Eurobites: Iliad Wants Larger Stake in T-Mob

Also in today's EMEA regional roundup: Vodafone Qatar buys state-owned broadband network; mobile data explodes in France; AlcaLu upgrades DE-CIX.

  • Iliad (Euronext: ILD) is set to bid for a bigger stake in T-Mobile US Inc. , according to a Bloomberg report. The French operator originally bid for 56.6% of the Deutsche Telekom AG (NYSE: DT) subsidiary, but it is thought Iliad has attracted some financial partners and will now try for a substantially larger slice, though still offering around $33 a share. (See Could Google, Microsoft Help Iliad Win Over T-Mobile? and Iliad's Bid for T-Mobile: This Ain't No Joke.)

  • Vodafone Qatar QSC , which is 23% owned by Vodafone Group plc (NYSE: VOD) and 22% owned by the state-run Qatar Foundation, has reached a non-binding agreement to buy state-owned Qatar National Broadband Network (QNBN) for 210 million riyals ($57.7 million).
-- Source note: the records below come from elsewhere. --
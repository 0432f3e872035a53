//! Operator settings
//!
//! Loaded from an optional TOML file; every field has a default so an empty
//! file (or none at all) is valid.
//!
//! ```toml
//! fitter = "/opt/trex/bin/trex-fitter"
//! workers = 8
//!
//! [blind]
//! fragment = "FitBlind=TRUE"
//! suffix = "Suffix=_asimov"
//!
//! [condor]
//! request_memory = "4GB"
//! extra_lines = ["+MaxRuntime = 7200"]
//! ```

use crate::error::{PipelineError, SettingsError};
use crate::types::Tool;
use serde::{Deserialize, Serialize};
use std::collections::BTreeMap;
use std::path::{Path, PathBuf};

/// Default fitter executable name
pub const DEFAULT_FITTER: &str = "trex-fitter";

/// Default histogram merge executable name
pub const DEFAULT_MERGER: &str = "hupdate.exe";

/// Default DAG submission command
pub const DEFAULT_SUBMIT_COMMAND: &str = "condor_submit_dag";

/// Top-level settings
#[derive(Debug, Clone, PartialEq, Eq, Serialize, Deserialize)]
#[serde(default)]
pub struct RexflowSettings {
    /// Fitter executable, a name looked up on PATH or a path
    pub fitter: String,
    /// Histogram merge executable
    pub merger: String,
    /// Local worker pool size; host parallelism when unset
    pub workers: Option<usize>,
    /// Blind fragments appended to fit-dependent invocations
    pub blind: BlindSettings,
    /// HTCondor job parameters
    pub condor: CondorSettings,
}

impl Default for RexflowSettings {
    fn default() -> Self {
        Self {
            fitter: DEFAULT_FITTER.to_string(),
            merger: DEFAULT_MERGER.to_string(),
            workers: None,
            blind: BlindSettings::default(),
            condor: CondorSettings::default(),
        }
    }
}

impl RexflowSettings {
    /// Parse settings from TOML text
    ///
    /// # Errors
    /// `SettingsError::Parse` on invalid TOML or unknown value types.
    pub fn from_toml_str(text: &str) -> Result<Self, SettingsError> {
        Ok(toml::from_str(text)?)
    }

    /// Load settings from `path`, or defaults when `path` is `None`
    ///
    /// # Errors
    /// `SettingsError::Io` if the file cannot be read, `SettingsError::Parse`
    /// if it is not valid.
    pub fn load(path: Option<&Path>) -> Result<Self, SettingsError> {
        let Some(path) = path else {
            return Ok(Self::default());
        };
        let text = std::fs::read_to_string(path).map_err(|source| SettingsError::Io {
            path: path.to_path_buf(),
            source,
        })?;
        let settings = Self::from_toml_str(&text)?;
        tracing::debug!(path = %path.display(), "loaded settings");
        Ok(settings)
    }

    /// Set the fitter executable
    #[must_use]
    pub fn with_fitter(mut self, fitter: impl Into<String>) -> Self {
        self.fitter = fitter.into();
        self
    }

    /// Set the merge executable
    #[must_use]
    pub fn with_merger(mut self, merger: impl Into<String>) -> Self {
        self.merger = merger.into();
        self
    }

    /// Set the local worker pool size
    #[must_use]
    pub fn with_workers(mut self, workers: usize) -> Self {
        self.workers = Some(workers);
        self
    }

    /// Set the blind fragments
    #[must_use]
    pub fn with_blind(mut self, blind: BlindSettings) -> Self {
        self.blind = blind;
        self
    }

    /// Effective worker count, at least one
    #[must_use]
    pub fn worker_count(&self) -> usize {
        self.workers
            .unwrap_or_else(|| {
                std::thread::available_parallelism().map_or(1, std::num::NonZeroUsize::get)
            })
            .max(1)
    }
}

/// Fragments that turn an invocation into its blind variant
#[derive(Debug, Clone, PartialEq, Eq, Serialize, Deserialize)]
#[serde(default)]
pub struct BlindSettings {
    /// Fragment requesting a blind fit
    pub fragment: String,
    /// Fragment selecting the Asimov output suffix
    pub suffix: String,
}

impl Default for BlindSettings {
    fn default() -> Self {
        Self {
            fragment: "FitBlind=TRUE".to_string(),
            suffix: "Suffix=_asimov".to_string(),
        }
    }
}

impl BlindSettings {
    /// Non-empty fragments in order
    pub fn fragments(&self) -> impl Iterator<Item = &str> {
        [self.fragment.as_str(), self.suffix.as_str()]
            .into_iter()
            .filter(|f| !f.is_empty())
    }
}

/// Fixed HTCondor job parameters
#[derive(Debug, Clone, PartialEq, Eq, Serialize, Deserialize)]
#[serde(default)]
pub struct CondorSettings {
    /// Universe
    pub universe: String,
    /// Whether jobs inherit the submitting environment
    pub getenv: bool,
    /// Notification policy
    pub notification: String,
    /// Memory request
    pub request_memory: String,
    /// Lines copied verbatim into every submit description
    pub extra_lines: Vec<String>,
    /// DAG file stem
    pub dag_name: String,
    /// Submission command
    pub submit_command: String,
}

impl Default for CondorSettings {
    fn default() -> Self {
        Self {
            universe: "vanilla".to_string(),
            getenv: true,
            notification: "Error".to_string(),
            request_memory: "2GB".to_string(),
            extra_lines: Vec::new(),
            dag_name: "rexflow".to_string(),
            submit_command: DEFAULT_SUBMIT_COMMAND.to_string(),
        }
    }
}

/// Resolved executable paths per [`Tool`]
#[derive(Debug, Clone, Default, PartialEq, Eq)]
pub struct ToolPaths {
    paths: BTreeMap<Tool, PathBuf>,
}

impl ToolPaths {
    /// Resolve every tool in `tools` from the settings
    ///
    /// # Errors
    /// `PipelineError::MissingExecutable` for the first tool not found.
    pub fn resolve(settings: &RexflowSettings, tools: &[Tool]) -> Result<Self, PipelineError> {
        let mut paths = BTreeMap::new();
        for tool in tools {
            let name = match tool {
                Tool::Fitter => &settings.fitter,
                Tool::Merger => &settings.merger,
            };
            let path = resolve_executable(name)?;
            tracing::debug!(%tool, path = %path.display(), "resolved executable");
            paths.insert(*tool, path);
        }
        Ok(Self { paths })
    }

    /// Use `path` for `tool` without resolution
    #[must_use]
    pub fn with(mut self, tool: Tool, path: impl Into<PathBuf>) -> Self {
        self.paths.insert(tool, path.into());
        self
    }

    /// Path for `tool`, when resolved
    #[must_use]
    pub fn get(&self, tool: Tool) -> Option<&Path> {
        self.paths.get(&tool).map(PathBuf::as_path)
    }
}

/// Locate an executable
///
/// A value containing a path separator is checked as a path; a bare name is
/// searched on `PATH`.
///
/// # Errors
/// `PipelineError::MissingExecutable` when nothing executable is found.
pub fn resolve_executable(name: &str) -> Result<PathBuf, PipelineError> {
    let missing = || PipelineError::MissingExecutable {
        name: name.to_string(),
    };
    if name.is_empty() {
        return Err(missing());
    }

    let candidate = Path::new(name);
    if candidate.components().count() > 1 {
        return if is_executable(candidate) {
            Ok(candidate.to_path_buf())
        } else {
            Err(missing())
        };
    }

    let path_var = std::env::var_os("PATH").ok_or_else(missing)?;
    std::env::split_paths(&path_var)
        .map(|dir| dir.join(name))
        .find(|p| is_executable(p))
        .ok_or_else(missing)
}

#[cfg(unix)]
fn is_executable(path: &Path) -> bool {
    use std::os::unix::fs::PermissionsExt;
    path.metadata()
        .is_ok_and(|m| m.is_file() && m.permissions().mode() & 0o111 != 0)
}

#[cfg(not(unix))]
fn is_executable(path: &Path) -> bool {
    path.is_file()
}
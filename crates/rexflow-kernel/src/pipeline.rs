//! Run planning
//!
//! Ties a workspace, its configuration copy and the pipeline options into a
//! [`PreparedRun`] that either executor can take.

use crate::arguments::ArgumentBuilder;
use crate::dag::{PipelineGraph, PipelineOptions};
use crate::error::PipelineError;
use crate::settings::RexflowSettings;
use crate::types::Tool;
use crate::workspace::Workspace;
use rexflow_config::{BlockKind, Document, TitleMode};
use std::path::Path;

/// Workspace label of held-out systematic runs
pub const HOLDOUT_LABEL: &str = "holdout";

/// A workspace with the graph to run in it
#[derive(Debug, Clone)]
pub struct PreparedRun {
    /// Where the run happens
    pub workspace: Workspace,
    /// Parsed configuration copy
    pub document: Document,
    /// Options the graph was built from, after histogram copying
    pub options: PipelineOptions,
    /// Stage graph
    pub graph: PipelineGraph,
}

impl PreparedRun {
    /// Plan a run inside an existing workspace
    ///
    /// With `histograms` set, every `*histos.root` file of that directory is
    /// copied into the workspace and histogram production is skipped.
    ///
    /// # Errors
    /// Configuration, copy or graph construction failures.
    pub fn plan(
        workspace: Workspace,
        options: &PipelineOptions,
        settings: &RexflowSettings,
        histograms: Option<&Path>,
    ) -> Result<Self, PipelineError> {
        let document = workspace.document()?;
        let mut options = options.clone();
        if let Some(source) = histograms {
            workspace.copy_histograms_from(source, document.job_name())?;
            options.histograms_copied = true;
        }

        let args = ArgumentBuilder::new(&document, workspace.config_path())
            .with_blind(settings.blind.clone());
        let graph = PipelineGraph::build(&args, &options)?;
        tracing::info!(
            workspace = %workspace.root().display(),
            steps = %options.steps,
            nodes = graph.node_count(),
            invocations = graph.invocation_count(),
            "planned run"
        );
        Ok(Self {
            workspace,
            document,
            options,
            graph,
        })
    }

    /// Create the workspace for `config` and plan a run in it
    ///
    /// # Errors
    /// `PipelineError::WorkspaceExists` and everything [`PreparedRun::plan`]
    /// returns.
    pub fn create(
        config: &Path,
        label: &str,
        suffix: Option<&str>,
        options: &PipelineOptions,
        settings: &RexflowSettings,
        histograms: Option<&Path>,
    ) -> Result<Self, PipelineError> {
        // parse before creating anything so a bad config leaves no directory
        Document::read(config)?;
        let workspace = Workspace::create(config, label, suffix)?;
        Self::plan(workspace, options, settings, histograms)
    }

    /// Build an executor for the tools the run needs, then create the run
    ///
    /// `executor` receives the tools required once histogram copying is
    /// accounted for. It runs before the workspace exists, so a missing
    /// executable leaves nothing behind.
    ///
    /// # Errors
    /// Whatever `executor` returns, then everything [`PreparedRun::create`]
    /// returns.
    pub fn create_with<E>(
        config: &Path,
        label: &str,
        suffix: Option<&str>,
        options: &PipelineOptions,
        settings: &RexflowSettings,
        histograms: Option<&Path>,
        executor: impl FnOnce(&[Tool]) -> Result<E, PipelineError>,
    ) -> Result<(E, Self), PipelineError> {
        let options = options
            .clone()
            .with_histograms_copied(options.histograms_copied || histograms.is_some());
        let executor = executor(&options.required_tools())?;
        let run = Self::create(config, label, suffix, &options, settings, histograms)?;
        Ok((executor, run))
    }
}

/// Plan one run per held-out systematic
///
/// Each run gets its own workspace `<stem>.holdout.<S>.d` whose configuration
/// lacks systematic `S`. Without `held_out`, every systematic is held out in
/// turn; unknown titles are skipped with a warning.
///
/// # Errors
/// As [`PreparedRun::plan`], plus `PipelineError::WorkspaceExists`.
pub fn plan_holdouts(
    config: &Path,
    held_out: Option<&[String]>,
    options: &PipelineOptions,
    settings: &RexflowSettings,
    histograms: Option<&Path>,
) -> Result<Vec<PreparedRun>, PipelineError> {
    let document = Document::read(config)?;
    let known = document.titles(BlockKind::Systematic, TitleMode::Unique);
    let selected: Vec<String> = match held_out {
        None => known,
        Some(list) => list
            .iter()
            .filter(|s| {
                let present = known.contains(s);
                if !present {
                    tracing::warn!(systematic = %s, "unknown systematic, not held out");
                }
                present
            })
            .cloned()
            .collect(),
    };

    let mut runs = Vec::with_capacity(selected.len());
    for systematic in &selected {
        let dir = Workspace::path_for(config, HOLDOUT_LABEL, Some(systematic));
        let reduced = document.drop_systematics(std::slice::from_ref(systematic));
        let workspace = Workspace::create_with_document(&dir, &reduced)?;
        runs.push(PreparedRun::plan(workspace, options, settings, histograms)?);
    }
    tracing::info!(runs = runs.len(), "planned held-out systematic runs");
    Ok(runs)
}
QNBN is in the midst of rolling out a fiber network across Qatar, which is expected to be completed in 2017.

  • The volume of data traffic on French mobile networks grew by 88.9% year-on-year in the second quarter of this year, according to the latest market statistics released by regulator Arcep . The watchdog also noted that 4G subscriptions have risen significantly, reaching 5.5 million at the end of June this year, an increase of 1.8 million from a year earlier, while there are now 78.4 million mobile SIM cards in circulation across France, up 4.8% year-on-year. ARCEP says that growth has been "spurred by the growing number of flat rate plans and by M2M market growth." In the fixed line market, there were 25.4 million broadband connections at the end of June, of which 2.3 million were "superfast" (delivering downstream speeds of 30 Mbit/s or more). Of those superfast connections, 715,000 were fiber-to-the-home (FTTH) lines, an increase of 68% compared with a year earlier. (See Arcep Releases Q2 Data on French Market.)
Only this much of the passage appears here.